Deploying unmanned ships on the 10-day sea journey from Australia’s northern coast to China would be a logical extension of technology that currently runs from mines to ports and allows producers to respond quickly to specific customer demands, Emilie Ditton, Sydney-based research director at IDC Energy Insights, said by phone.
“There has been in the last six months a really big change in the desire of mining companies to seek out opportunities for innovation,” Ditton said. “There’s a much bigger recognition that there are opportunities to innovate across the board.”
Work is underway at the International Maritime Organization — the United Nations agency in London that oversees global shipping — to consider regulation of autonomous surface ships, said James Fanshawe, a former senior Royal Navy officer and chairman of the U.K.’s Maritime Autonomous Systems Regulatory Working Group. A meeting of IMO’s maritime safety committee will start today and consider proposals for a regulatory study on the “safe, secure and environmentally sound operation” of autonomous vessels, according to the organization’s website.
BHP takes the view that the dry bulk freight market is on the verge of pricing and liquidity reforms similar to those seen in bulk commodities markets over the last decade, Bhatti said. The company cut freight and transportation costs by 16% to $2.3 billion in fiscal 2016, according to filings.

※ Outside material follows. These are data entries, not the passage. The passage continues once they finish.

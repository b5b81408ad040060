//! Probe worker loop.
//!
//! Each worker owns one `TargetEvaluator` (and therefore one HTTP client) and
//! pulls URLs from the shared queue until it is closed and empty. Results and
//! counters stay local to the worker and are handed back when it finishes.

use std::sync::Arc;

use log::{debug, warn};
use tokio::sync::{mpsc, Mutex};

use crate::app::print_finding;
use crate::error_handling::{ErrorType, ProcessingStats};
use crate::models::ScanResult;
use crate::probe::TargetEvaluator;

/// Shared receiving end of the URL queue.
pub(crate) type UrlQueue = Arc<Mutex<mpsc::Receiver<String>>>;

/// What one worker produced.
#[derive(Debug, Default)]
pub(crate) struct WorkerOutput {
    pub results: Vec<ScanResult>,
    pub stats: ProcessingStats,
}

/// Runs one worker until the queue is drained.
pub(crate) async fn run_worker(
    id: usize,
    evaluator: TargetEvaluator,
    queue: UrlQueue,
) -> WorkerOutput {
    let mut output = WorkerOutput::default();

    loop {
        // Lock only for the receive so other workers can pull while this one probes
        let next = queue.lock().await.recv().await;
        let Some(url) = next else {
            break;
        };

        output.stats.record_target();
        match evaluator.evaluate_url(&url, &mut output.stats).await {
            Ok(Some(result)) => {
                print_finding(&result);
                output.results.push(result);
            }
            Ok(None) => debug!("No origin reflected by {url}"),
            Err(e) => {
                output.stats.increment_error(ErrorType::UrlParseError);
                warn!("Skipping target: {e}");
            }
        }
    }

    debug!(
        "Worker {id} finished: {} targets, {} findings",
        output.stats.targets(),
        output.results.len()
    );
    output
}
//! Logger initialization.
//!
//! This module provides functions to initialize the logger with custom formatting.

use std::io::Write;

use crate::config::LogFormat;
use crate::error_handling::InitializationError;
use colored::*;
use log::LevelFilter;

/// Initializes the logger with the specified level and format.
///
/// Configures `env_logger` with custom formatting. Supports both plain text
/// (with colors) and JSON formats for structured logging. Logs go to stderr so
/// findings printed on stdout can be piped on their own.
///
/// The logger reads from the `RUST_LOG` environment variable by default, but
/// the provided `level` parameter overrides it.
///
/// # Errors
///
/// Returns `InitializationError::LoggerError` if a logger is already installed.
///
/// # Examples
///
/// ```bash
/// # Show every failed probe request
/// corsmisc -u urls.txt --log-level debug
///
/// # Per-module filtering via RUST_LOG
/// RUST_LOG=corsmisc=debug,reqwest=info corsmisc -u urls.txt
/// ```
pub fn init_logger_with(
    level: LevelFilter,
    format: LogFormat,
    color: bool,
) -> Result<(), InitializationError> {
    colored::control::set_override(color);

    let mut builder = env_logger::Builder::from_default_env();

    builder.filter_level(level);
    builder.filter_module("reqwest", LevelFilter::Info);
    builder.filter_module("hyper", LevelFilter::Info);
    builder.filter_module("hyper_util", LevelFilter::Info);
    builder.filter_module("corsmisc", level);
    builder.target(env_logger::Target::Stderr);

    match format {
        LogFormat::Json => {
            builder.format(|buf, record| {
                writeln!(
                    buf,
                    "{{\"ts\":{},\"level\":\"{}\",\"target\":\"{}\",\"msg\":{}}}",
                    chrono::Utc::now().timestamp_millis(),
                    record.level(),
                    record.target(),
                    serde_json::to_string(&record.args().to_string())
                        .unwrap_or_else(|_| "\"\"".into())
                )
            });
        }
        LogFormat::Plain => {
            builder.format(|buf, record| {
                let level = record.level();
                let colored_level = match level {
                    log::Level::Error => level.to_string().red(),
                    log::Level::Warn => level.to_string().yellow(),
                    log::Level::Info => level.to_string().green(),
                    log::Level::Debug => level.to_string().blue(),
                    log::Level::Trace => level.to_string().purple(),
                };

                writeln!(
                    buf,
                    "{} [{}] {}",
                    record.target().cyan(),
                    colored_level,
                    record.args()
                )
            });
        }
    }

    // try_init: tests may initialize more than once
    builder.try_init().map_err(InitializationError::from)?;

    Ok(())
}
//! Per-target evaluation.
//!
//! Walks the candidate origins for one target in generator order, sends one
//! request per candidate and records every candidate echoed back verbatim in
//! `Access-Control-Allow-Origin`.

use std::time::Duration;

use log::{debug, info};

use crate::config::Config;
use crate::error_handling::{
    categorize_reqwest_error, InitializationError, ProcessingStats, TargetError,
};
use crate::models::ScanResult;
use crate::origins::generate_origins;
use crate::target::TargetUrl;

use super::client::ProbeClient;

/// Drives the probe client over one target's candidate origins.
#[derive(Debug, Clone)]
pub struct TargetEvaluator {
    client: ProbeClient,
    delay: Duration,
    all_origins: bool,
}

impl TargetEvaluator {
    pub fn new(client: ProbeClient, delay: Duration, all_origins: bool) -> Self {
        Self {
            client,
            delay,
            all_origins,
        }
    }

    /// Builds an evaluator with its own probe client.
    ///
    /// # Errors
    ///
    /// Returns `InitializationError` if the probe client cannot be built.
    pub fn from_config(config: &Config) -> Result<Self, InitializationError> {
        Ok(Self::new(
            ProbeClient::from_config(config)?,
            config.delay(),
            config.all_origins,
        ))
    }

    /// Parses `raw` and evaluates it.
    ///
    /// # Errors
    ///
    /// Returns `TargetError` only when the URL cannot be parsed; request
    /// failures never abort a target.
    pub async fn evaluate_url(
        &self,
        raw: &str,
        stats: &mut ProcessingStats,
    ) -> Result<Option<ScanResult>, TargetError> {
        let target = TargetUrl::parse(raw)?;
        Ok(self.evaluate(&target, stats).await)
    }

    /// Probes every candidate origin for `target`.
    ///
    /// Unless all origins are requested, probing stops before the next request
    /// once one reflection is recorded; the first candidate is always sent.
    /// Failed requests are counted in `stats` and skipped.
    ///
    /// Returns `None` when no candidate was reflected.
    pub async fn evaluate(
        &self,
        target: &TargetUrl,
        stats: &mut ProcessingStats,
    ) -> Option<ScanResult> {
        let mut reflected: Vec<String> = Vec::new();
        let mut acac: Option<String> = None;

        for candidate in generate_origins(target) {
            if !self.all_origins && !reflected.is_empty() {
                break;
            }

            tokio::time::sleep(self.delay).await;

            stats.record_request();
            let response = match self.client.send(target.as_str(), &candidate.origin).await {
                Ok(response) => response,
                Err(e) => {
                    let error_type = categorize_reqwest_error(&e);
                    stats.increment_error(error_type);
                    debug!(
                        "{} with Origin '{}' failed ({error_type}): {e}",
                        target, candidate.origin
                    );
                    continue;
                }
            };

            if response.reflects(&candidate.origin) {
                info!(
                    "{} reflects {} origin '{}' (ACAC: {})",
                    target,
                    candidate.class,
                    candidate.origin,
                    response.acac.as_deref().unwrap_or("-")
                );
                reflected.push(candidate.origin);
                acac = response.acac;
            }
        }

        if reflected.is_empty() {
            return None;
        }
        Some(ScanResult {
            url: target.as_str().to_string(),
            acao: reflected,
            acac,
        })
    }
}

The Baltic Dry Index, a measure of commodity shipping costs, fell 0.4% Tuesday to 818 points. BHP declined 0.6% to A$23.19 ($17.52) in Sydney trading Wednesday.
A three-year, 3.8 million euro ($4.27 million) project backed by the European Union developed a proposal for an intercontinental bulk carrier and concluded in 2015 that autonomous technology is both feasible and likely to be adopted. China’s Maritime Safety Administration is also working on development of uncrewed ships, according to its website.
Rio Tinto Group, which uses a fleet of about 76 driverless trucks and will fully deploy autonomous trains in Western Australia by the end of next year, sees shipping as among the next set of processes to target with innovation, its top iron ore executive, Chris Salisbury, told a Perth conference last month. (Rio’s marine unit shipped 281 million tonnes of cargo in 2016 and is the largest dry bulk shipping business in the world, operating 17 vessels of its own and contracting a fleet of about 200 at any one time, according to filings.)
An unmanned ocean-going vessel could be in international waters by 2035 under proposals by Rolls-Royce Holdings Plc, which has developed a virtual prototype and aims to have remotely-controlled coastal vessels in testing as soon as 2020, according to its marine division. Fertilizer producer Yara International ASA said last month it will deploy an autonomous-capable container ship on Norway’s coast from next year and aims to move to remote operation in 2019 and full autonomy a year later.
“Autonomous ships will change the way transport systems are designed and operated,” Ornulf Jan Rodseth, a Trondheim, Norway-based senior scientist at Sintef, Scandinavia’s biggest science and technology researcher, said in an e-mail. If freight users, including BHP, are able to adopt the technology, he said, “you might see that they build a new fleet of special-purpose ships that puts the traditional ships and ship operators out of business.”